Retome gradualmente e reaprenda a correr.

Novembro está chegando. Os dias estão ficando mais curtos, os quilômetros no selim mais difíceis de contar, e Muitos ciclistas estão trocando suas bicicletas por um par de tênis de corrida.Uma tradição de inverno profundamente enraizada: a corrida assume o protagonismo durante a pausa. Mas, ano após ano, o cenário se repete: calçamos os tênis de corrida como se o verão nunca tivesse existido.
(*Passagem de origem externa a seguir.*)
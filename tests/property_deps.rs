mod common;

use std::collections::HashMap;

use common::{leaf, ts};
use cycleflow::dep::{DependencyNode, EvalContext};
use cycleflow::fs::mock::MockArtifactStore;
use proptest::prelude::*;

fn eval(dep: &DependencyNode) -> bool {
    let tasks = HashMap::new();
    let artifacts = MockArtifactStore::new();
    let ctx = EvalContext {
        tasks: &tasks,
        artifacts: &artifacts,
        now: ts("202401020000"),
    };
    dep.resolved(ts("202401020000"), &ctx)
}

fn leaves(values: &[bool]) -> Vec<DependencyNode> {
    values.iter().copied().map(leaf).collect()
}

/// Random boolean tree together with its expected truth value.
fn tree_strategy() -> impl Strategy<Value = (DependencyNode, bool)> {
    let leaf_strat = any::<bool>().prop_map(|v| (leaf(v), v));
    leaf_strat.prop_recursive(4, 32, 4, |inner| {
        let children = proptest::collection::vec(inner.clone(), 1..4);
        prop_oneof![
            children.clone().prop_map(|nodes| {
                let hits = nodes.iter().filter(|(_, v)| *v).count();
                let (children, _): (Vec<_>, Vec<_>) = nodes.into_iter().unzip();
                let expected = hits == children.len();
                (DependencyNode::And { max_missing: 0, children }, expected)
            }),
            children.clone().prop_map(|nodes| {
                let expected = nodes.iter().any(|(_, v)| *v);
                let (children, _): (Vec<_>, Vec<_>) = nodes.into_iter().unzip();
                (DependencyNode::Or { children }, expected)
            }),
            children.clone().prop_map(|nodes| {
                let hits = nodes.iter().filter(|(_, v)| *v).count();
                let (children, _): (Vec<_>, Vec<_>) = nodes.into_iter().unzip();
                (DependencyNode::Xor { children }, hits == 1)
            }),
            inner.prop_map(|(child, v)| {
                (DependencyNode::Not { child: Box::new(child) }, !v)
            }),
        ]
    })
}

proptest! {
    #[test]
    fn random_trees_evaluate_to_their_boolean_value((tree, expected) in tree_strategy()) {
        prop_assert_eq!(eval(&tree), expected);
    }

    #[test]
    fn and_with_max_missing_matches_hit_count(
        values in proptest::collection::vec(any::<bool>(), 1..8),
        max_missing in 0usize..8,
    ) {
        let hits = values.iter().filter(|v| **v).count();
        let dep = DependencyNode::And { max_missing, children: leaves(&values) };
        prop_assert_eq!(eval(&dep), hits + max_missing >= values.len());
    }

    #[test]
    fn some_with_threshold_one_is_or(values in proptest::collection::vec(any::<bool>(), 1..8)) {
        let some = DependencyNode::Some { threshold: 1, children: leaves(&values) };
        let or = DependencyNode::Or { children: leaves(&values) };
        prop_assert_eq!(eval(&some), eval(&or));
    }

    #[test]
    fn some_with_full_threshold_is_strict_and(
        values in proptest::collection::vec(any::<bool>(), 1..8),
    ) {
        let some = DependencyNode::Some { threshold: values.len(), children: leaves(&values) };
        let and = DependencyNode::And { max_missing: 0, children: leaves(&values) };
        prop_assert_eq!(eval(&some), eval(&and));
    }

    #[test]
    fn nand_nor_are_negations(values in proptest::collection::vec(any::<bool>(), 1..8)) {
        let nand = DependencyNode::Nand { children: leaves(&values) };
        let not_and = DependencyNode::Not {
            child: Box::new(DependencyNode::And { max_missing: 0, children: leaves(&values) }),
        };
        prop_assert_eq!(eval(&nand), eval(&not_and));

        let nor = DependencyNode::Nor { children: leaves(&values) };
        let not_or = DependencyNode::Not {
            child: Box::new(DependencyNode::Or { children: leaves(&values) }),
        };
        prop_assert_eq!(eval(&nor), eval(&not_or));
    }

    #[test]
    fn double_negation_is_identity((tree, _) in tree_strategy()) {
        let plain = eval(&tree);
        let doubled = DependencyNode::Not {
            child: Box::new(DependencyNode::Not { child: Box::new(tree) }),
        };
        prop_assert_eq!(eval(&doubled), plain);
    }
}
Saímos para correr por 45 minutos, às vezes a 14-15 km/h, porque nos sentimos "em forma". E, quase sempre, a dor aparece: tendinite de Aquiles, canelite, joelhos rangendo, síndrome da banda iliotibial, fadiga profunda…

Por Jeff Tatard – 3Bikes.fr / Fotos ©3Bikes

Mas então: Por quê?

Porque Correr não é andar de bicicleta.A corrida exerce uma pressão significativa sobre as estruturas do corpo: músculos, tendões, fáscia e ossos, e o faz de forma muito mais intensa. Exercícios cardiovasculares regulares não alteram isso: o coração sabe, mas os tecidos já não estão preparados.

esta progressividadeOs maiores campeões aplicam isso. E se eles não fazem isso direito... por que nós não faríamos?

Quando os maiores campeões nos lembram que "recuperar-se" significa começar do zero!

Para melhor compreensão, discutimos isso com Christelle Daunay, multicampeã francesa (cross-country, 10 km, 10.000 m, meia maratona, maratona) e campeã europeia de maratona em 2014.

Sua mensagem é clara: "Estamos retomando as atividades muito gradualmente, às vezes alternando entre corrida e caminhada."

Mekdes Woldu compartilha da mesma opinião.20º lugar nos Jogos Olímpicos de Paris, atual recordista francês dos 10 km, 10.000 m, meia maratona e maratona. Um atleta que percorre em média 180 km por semana, pesa entre 40 e 45 kg no máximo, altamente treinado, adaptado ao impacto… e ainda assim: "Quando eu recomeço, são 10 minutos, e não tudo de uma vez. Eu caminho."

Mesmo quando você voa, começa aprendendo a andar novamente. Porque uma verdadeira campeã não mede sua força pela velocidade, mas pela capacidade de ouvir o próprio corpo, honrá-lo e, humildemente, recomeçar para ir ainda mais longe.

Sim, você leu certo: um maratonista olímpico começa... alternando corrida e caminhada.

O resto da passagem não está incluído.